Ce vendredi 30 octobre, les organisateurs avaient mis les petits plats dans les grands, en invitant Calexico, au Théâtre National. Les Américains rendent visite régulièrement à la Belgique. La dernière fois, c’était d’ailleurs à l’AB, il y a seulement quelques mois. Mais c’est toujours avec un plaisir non dissimulé qu’on retrouve la bande à Joey Burns et John Convertino. Ce concert est aussi l'occasion de redécouvrir les compos de leur dernier opus, "Edge of the Sun", une œuvre riche en collaborations diverses. Plusieurs chanteurs issus de l’Amérique Centrale, mais également les membres de Devotchka, avaient ainsi participé aux sessions d’enregistrement. Pour assurer le supporting act, Calexico a d’ailleurs emporté dans ses bagages, la vocaliste guatémaltèque, Gaby Moreno, qui a également apporté son concours sur plusieurs plages de l’album.

Peu avant 20h30, Gaby Moreno monte sur l’estrade. Elle est seule, armée de sa guitare et entame son set devant une foule clairsemée. Oscillant entre folk, blues et jazz, sa musique est teintée de couleurs tropicales. Alors, que le gros de la foule commence à arriver, la Centraméricaine commence à prendre de l’assurance et ses morceaux gagnent de la profondeur. La jeune femme a un sacré coffre. Sa maîtrise est impressionnante. Après une quinzaine de minutes, elle annonce que les musiciens de Calexico vont l’accompagner pour le reste de son spectacle. Et elle en semble ravie. Faut dire aussi que lors du concert de ce dernier, elle viendra, à son tour, poser sa voix sur plusieurs morceaux. Enthousiaste, l’auditoire et donc prêt à accueillir la tête d’affiche…

Vers 21h20, les choses sérieuses peuvent commencer. Joey Burns prend place au centre du podium. Et derrière lui, on reconnaît le drummer, John Convertino. Autour des deux piliers, s’installent 5 musiciens : un guitariste, 2 trompettistes, un claviériste et un bassiste. Qui parfois changent d’instrument. Quand ils ne les doublent pas. Et ce sont tous des musicos exceptionnels. Leurs petits mais efficaces solos, dispensés tout au long de la soirée, en sont les plus bels exemples, et se succèdent pour le plus grand plaisir du public.

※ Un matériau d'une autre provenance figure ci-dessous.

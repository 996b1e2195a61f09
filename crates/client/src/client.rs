use std::{path::Path, sync::Arc};

use kestrel_evm::{
    create_and_sign as create_and_sign_evm, parse_gas_price, EvmMsg, EvmOptions, EvmQuery,
};
use kestrel_keyring::Keyring;
use kestrel_multisig::MultisigAggregator;
use kestrel_primitives::{
    cancellable,
    chain::evm_chain_id,
    fs::{read_document, write_document},
    CancellationToken, Error, PrivateKey, Result,
};
use kestrel_tx::{
    builder,
    codec::{self, amino_broadcast_request, read_signatures, SignatureDocument, ValidationReport},
    fee::{self, Simulation},
    sign_round, AccountInfo, ChainQuery, CosmosMsg, SignMode, SignerData, SignerKey, Tx,
    TxOptions, TxPublicKey,
};
use tracing::{debug, info};

use crate::{
    config::{ClientConfig, Endpoint},
    evm_rpc::EvmRpcClient,
    grpc::GrpcClient,
    lcd::LcdClient,
    request::{
        BroadcastResult, SignTxMsg, SignedDocument, SignedTx, TxMultiSignMsg, TxRequest,
        ValidateSignaturesMsg,
    },
};

/// Builds, signs, validates and broadcasts transactions for one chain.
///
/// Every call works on its own draft. Remote calls race the client's cancellation token.
pub struct TxClient {
    config: ClientConfig,
    options: TxOptions,
    chain: Option<Arc<dyn ChainQuery>>,
    evm: Option<Arc<dyn EvmQuery>>,
    keyring: Option<Keyring>,
    cancel: CancellationToken,
}

impl TxClient {
    /// An offline client; attach collaborators with the `with_*` methods.
    pub fn new(config: ClientConfig, options: TxOptions) -> Self {
        Self {
            config,
            options,
            chain: None,
            evm: None,
            keyring: None,
            cancel: CancellationToken::new(),
        }
    }

    /// A client wired to the endpoints named in `config`.
    pub async fn connect(config: ClientConfig, options: TxOptions) -> Result<Self> {
        let chain: Option<Arc<dyn ChainQuery>> = match config.endpoint() {
            Endpoint::Grpc(url) => Some(Arc::new(GrpcClient::new(&url))),
            Endpoint::Lcd(url) => Some(Arc::new(LcdClient::new(url))),
            Endpoint::Offline => None,
        };
        let evm: Option<Arc<dyn EvmQuery>> = match &config.evm_rpc_url {
            Some(url) => Some(Arc::new(EvmRpcClient::connect(url).await?)),
            None => None,
        };
        debug!(
            endpoint = ?config.endpoint(),
            evm = evm.is_some(),
            "Connected tx client"
        );

        let mut client = Self::new(config, options);
        client.chain = chain;
        client.evm = evm;
        Ok(client)
    }

    pub fn with_chain_query(mut self, chain: Arc<dyn ChainQuery>) -> Self {
        self.chain = Some(chain);
        self
    }

    pub fn with_evm_query(mut self, evm: Arc<dyn EvmQuery>) -> Self {
        self.evm = Some(evm);
        self
    }

    pub fn with_keyring(mut self, keyring: Keyring) -> Self {
        self.keyring = Some(keyring);
        self
    }

    pub fn with_cancellation(mut self, cancel: CancellationToken) -> Self {
        self.cancel = cancel;
        self
    }

    pub fn config(&self) -> &ClientConfig {
        &self.config
    }

    pub fn options(&self) -> &TxOptions {
        &self.options
    }

    fn chain_id(&self) -> &str {
        if self.options.chain_id.is_empty() {
            &self.config.chain_id
        } else {
            &self.options.chain_id
        }
    }

    fn private_key(&self) -> Result<&PrivateKey> {
        self.options
            .private_key
            .as_ref()
            .ok_or_else(|| Error::InsufficientParams("no private key configured".into()))
    }

    fn address_of(&self, key: &TxPublicKey) -> Result<String> {
        Ok(key.account_id(&self.config.account_prefix)?.to_string())
    }

    /// Explicit account number and sequence win, then the chain, then `0/0`.
    async fn resolve_account(&self, address: &str, offline: bool) -> Result<AccountInfo> {
        let explicit = (self.options.account_number, self.options.sequence);
        let info = match (explicit, self.chain.as_deref()) {
            ((Some(account_number), Some(sequence)), _) => AccountInfo {
                account_number,
                sequence,
            },
            ((account_number, sequence), Some(chain)) if !offline => {
                let remote = cancellable(&self.cancel, chain.account(address)).await?;
                AccountInfo {
                    account_number: account_number.unwrap_or(remote.account_number),
                    sequence: sequence.unwrap_or(remote.sequence),
                }
            }
            ((account_number, sequence), _) => AccountInfo {
                account_number: account_number.unwrap_or_default(),
                sequence: sequence.unwrap_or_default(),
            },
        };
        debug!(
            address,
            account_number = info.account_number,
            sequence = info.sequence,
            "Resolved account"
        );
        Ok(info)
    }

    /// Persist `bytes` when an output document is configured; a failed write fails the call.
    fn write_output(&self, path: Option<&Path>, bytes: &[u8]) -> Result<()> {
        if let Some(path) = path.or(self.options.output_document.as_deref()) {
            write_document(path, bytes)?;
            info!(path = %path.display(), "Wrote output document");
        }
        Ok(())
    }

    /// Build and sign with the configured key.
    pub async fn create_and_sign(&self, request: TxRequest) -> Result<SignedTx> {
        let signed = match request {
            TxRequest::Structured(messages) => {
                SignedTx::Structured(self.create_and_sign_structured(messages).await?)
            }
            TxRequest::RawEvm(msg) => self.create_and_sign_evm(msg).await?,
        };
        self.write_output(None, &signed.to_json_pretty()?)?;
        Ok(signed)
    }

    async fn create_and_sign_structured(&self, messages: Vec<CosmosMsg>) -> Result<Tx> {
        let key = self.private_key()?;
        let public_key = TxPublicKey::from(key.public_key());
        let address = self.address_of(&public_key)?;
        let account = self.resolve_account(&address, false).await?;

        let mut tx = self.build(messages, Some(public_key), account.sequence).await?;
        let signer = SignerKey {
            key,
            data: SignerData {
                chain_id: self.chain_id().to_string(),
                account_number: account.account_number,
                sequence: account.sequence,
            },
        };
        sign_round(&mut tx, &[signer], self.options.sign_mode, true)?;
        info!(%address, mode = %self.options.sign_mode, "Signed transaction");
        Ok(tx)
    }

    async fn create_and_sign_evm(&self, msg: EvmMsg) -> Result<SignedTx> {
        let key = self.private_key()?;
        let address = self.address_of(&key.public_key().into())?;
        let account = self.resolve_account(&address, false).await?;

        let mut options = EvmOptions::new(evm_chain_id(self.chain_id())?, account.sequence)
            .with_gas_price(parse_gas_price(&self.options.gas_price)?)
            .with_gas_adjustment(self.options.parsed_gas_adjustment()?);
        if let Some(gas_limit) = self.options.parsed_gas_limit()? {
            options = options.with_gas_limit(gas_limit);
        }
        let signed =
            create_and_sign_evm(&msg, &options, key, self.evm.as_deref(), &self.cancel).await?;
        Ok(SignedTx::RawEvm(signed))
    }

    async fn build(
        &self,
        messages: Vec<CosmosMsg>,
        public_key: Option<TxPublicKey>,
        sequence: u64,
    ) -> Result<Tx> {
        let draft = builder::draft_for_simulation(&messages, &self.options);
        let simulation = self.chain.as_deref().map(|chain| Simulation {
            chain,
            public_key,
            sequence,
        });
        let resolution = fee::resolve(&self.options, &draft, simulation, &self.cancel).await?;
        builder::build(messages, &resolution, &self.options, &self.config.denom)
    }

    /// Build a draft without signatures for a later offline signing round.
    pub async fn create_unsigned_tx(&self, messages: Vec<CosmosMsg>) -> Result<Tx> {
        let public_key = self.options.private_key.as_ref().map(|k| k.public_key().into());
        let sequence = match messages.first().map(CosmosMsg::signers).transpose()? {
            Some(signers) if !signers.is_empty() => {
                self.resolve_account(&signers[0], false).await?.sequence
            }
            _ => self.options.sequence.unwrap_or_default(),
        };

        let tx = self.build(messages, public_key, sequence).await?;
        info!(messages = tx.body.messages.len(), "Created unsigned transaction");
        self.write_output(None, &tx.to_json_pretty()?)?;
        Ok(tx)
    }

    /// Sign a stored draft with the configured key.
    pub async fn sign_tx(&self, msg: SignTxMsg) -> Result<SignedDocument> {
        let key = self.private_key()?;
        let mut tx = Tx::from_json(&read_document(&msg.unsigned_file)?)?;
        let address = self.address_of(&key.public_key().into())?;
        if let Some(from) = &msg.from_address {
            if from != &address {
                return Err(Error::InvalidRequest(format!(
                    "from address {from} does not match the signing key {address}"
                )));
            }
        }

        let signers = tx.signers()?;
        let (account_address, mode, signature_only) = match &msg.multisig_address {
            Some(multisig) => {
                if !signers.contains(multisig) {
                    return Err(Error::SignatureMismatch(format!(
                        "multisig {multisig} is not a signer of the transaction"
                    )));
                }
                (multisig.clone(), SignMode::LegacyAminoJson, true)
            }
            None => {
                if !signers.contains(&address) {
                    return Err(Error::SignatureMismatch(format!(
                        "{address} is not a signer of the transaction"
                    )));
                }
                let mode = if msg.amino {
                    SignMode::LegacyAminoJson
                } else {
                    self.options.sign_mode
                };
                (address.clone(), mode, msg.signature_only)
            }
        };

        let account = self.resolve_account(&account_address, msg.offline).await?;
        let signer = SignerKey {
            key,
            data: SignerData {
                chain_id: self.chain_id().to_string(),
                account_number: account.account_number,
                sequence: account.sequence,
            },
        };
        let overwrite = msg.overwrite || msg.multisig_address.is_some();
        let signatures = sign_round(&mut tx, &[signer], mode, overwrite)?;
        info!(signer = %address, account = %account_address, %mode, "Signed stored transaction");

        let doc = if signature_only {
            SignedDocument::Signatures(SignatureDocument { signatures })
        } else {
            SignedDocument::Tx(tx)
        };
        self.write_output(None, &doc.to_json_pretty()?)?;
        Ok(doc)
    }

    /// Aggregate cosigner signature files into the keyring multisig's composite signature.
    pub async fn multi_sign(&self, msg: TxMultiSignMsg) -> Result<SignedDocument> {
        let keyring = self
            .keyring
            .as_ref()
            .ok_or_else(|| Error::InsufficientParams("no keyring configured".into()))?;
        let multisig = keyring.get(&msg.from_name)?.multisig_key()?;
        let address = self.address_of(&multisig.clone().into())?;

        let tx = Tx::from_json(&read_document(&msg.file)?)?;
        let account = self.resolve_account(&address, msg.offline).await?;
        let signer = SignerData {
            chain_id: self.chain_id().to_string(),
            account_number: account.account_number,
            sequence: account.sequence,
        };

        let mut aggregator = MultisigAggregator::new(multisig, tx, signer)
            .with_account_prefix(self.config.account_prefix.clone());
        for path in &msg.signature_files {
            let signatures = read_signatures(&read_document(path)?)?;
            debug!(path = %path.display(), signatures = signatures.len(), "Read cosigner signatures");
            aggregator.collect(signatures)?;
        }
        let tx = aggregator.into_signed_tx()?;
        info!(multisig = %address, "Aggregated multisig transaction");

        let doc = if msg.signature_only {
            SignedDocument::Signatures(SignatureDocument::from_tx(&tx)?)
        } else if msg.amino {
            SignedDocument::Amino(amino_broadcast_request(&tx)?)
        } else {
            SignedDocument::Tx(tx)
        };
        self.write_output(msg.output_document.as_deref(), &doc.to_json_pretty()?)?;
        Ok(doc)
    }

    /// Per-signer validation of a stored transaction.
    pub async fn validate_signatures(&self, msg: ValidateSignaturesMsg) -> Result<ValidationReport> {
        let tx = Tx::from_json(&read_document(&msg.file)?)?;
        let chain_id = msg.chain_id.as_deref().unwrap_or_else(|| self.chain_id());

        let account_numbers = match self.chain.as_deref() {
            Some(chain) if !msg.offline => {
                let mut numbers = vec![];
                for signer in tx.signers()? {
                    let info = cancellable(&self.cancel, chain.account(&signer)).await?;
                    numbers.push(info.account_number);
                }
                Some(numbers)
            }
            _ => None,
        };

        let report = codec::validate_signatures(
            &tx,
            chain_id,
            &self.config.account_prefix,
            account_numbers.as_deref(),
        )?;
        info!(success = report.success, "Validated signatures");
        Ok(report)
    }

    /// Standard base64 of the wire bytes of a stored transaction.
    pub fn encode_tx(&self, file: &Path) -> Result<String> {
        codec::encode_tx(&Tx::from_json(&read_document(file)?)?)
    }

    pub fn decode_tx(&self, encoded: &str) -> Result<Tx> {
        codec::decode_tx(encoded.trim())
    }

    pub async fn broadcast(&self, signed: &SignedTx) -> Result<BroadcastResult> {
        match signed {
            SignedTx::Structured(tx) => {
                let chain = self.chain.as_deref().ok_or_else(|| {
                    Error::InsufficientParams("broadcast needs an lcd or grpc endpoint".into())
                })?;
                let mode = self.config.broadcast_mode;
                let response =
                    cancellable(&self.cancel, chain.broadcast(tx.to_bytes()?, mode)).await?;
                info!(txhash = %response.txhash, code = response.code, %mode, "Broadcast transaction");
                Ok(BroadcastResult::Cosmos(response))
            }
            SignedTx::RawEvm(tx) => {
                let evm = self.evm.as_deref().ok_or_else(|| {
                    Error::InsufficientParams("broadcast needs an evm rpc endpoint".into())
                })?;
                let hash = cancellable(&self.cancel, evm.send_raw_transaction(tx.raw())).await?;
                info!(%hash, "Broadcast evm transaction");
                Ok(BroadcastResult::Evm(hash))
            }
        }
    }
}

En moins de deux morceaux, Joey Burns parvient à chauffer la salle. Il faut dire que la discographie de Calexico est tellement riche et variée, que chaque titre est capable de baigner au sein d’une ambiance différente. Le tracklisting puise d’ailleurs également au sein de leurs plus anciens disques. On passe ainsi de compos mélancoliques porteuses d’espoir (« Falling From the Sky ») à des titres mariachi ou hispaniques (comme l’excellent « Alone Again » ou « Inspiracion »), en transitant par des morceaux pop ou blues/rock. Dans ces conditions, jamais l’ennui ne guette le mélomane. Et il ne faut pas très longtemps avant que les spectateurs ne commencent à esquisser quelques pas de danse. Pour qu’un spectacle soit réussi, le contact entre le public et l’artiste ou le groupe est primordial. De quoi créer une atmosphère chaleureuse. Pas de problème ; dans ce domaine, Calexico excelle. Et apparemment excité par la fête d’Halloween, Joey Burns se révèle particulièrement expansif. Il remercie le public (et ses musiciens) à la fin de chaque morceau, et n’hésite pas à discuter avec les spectateurs ou encore raconte diverses anecdotes. Pendant tout le spectacle, les musiciens ont eu le sourire aux lèvres. Une joie qui est devenue communicative. Et quand au bout de deux heures, Joey achève sa prestation en remerciant l’auditoire de pouvoir vivre sa passion, c’est vraiment l’expression d’une grande classe.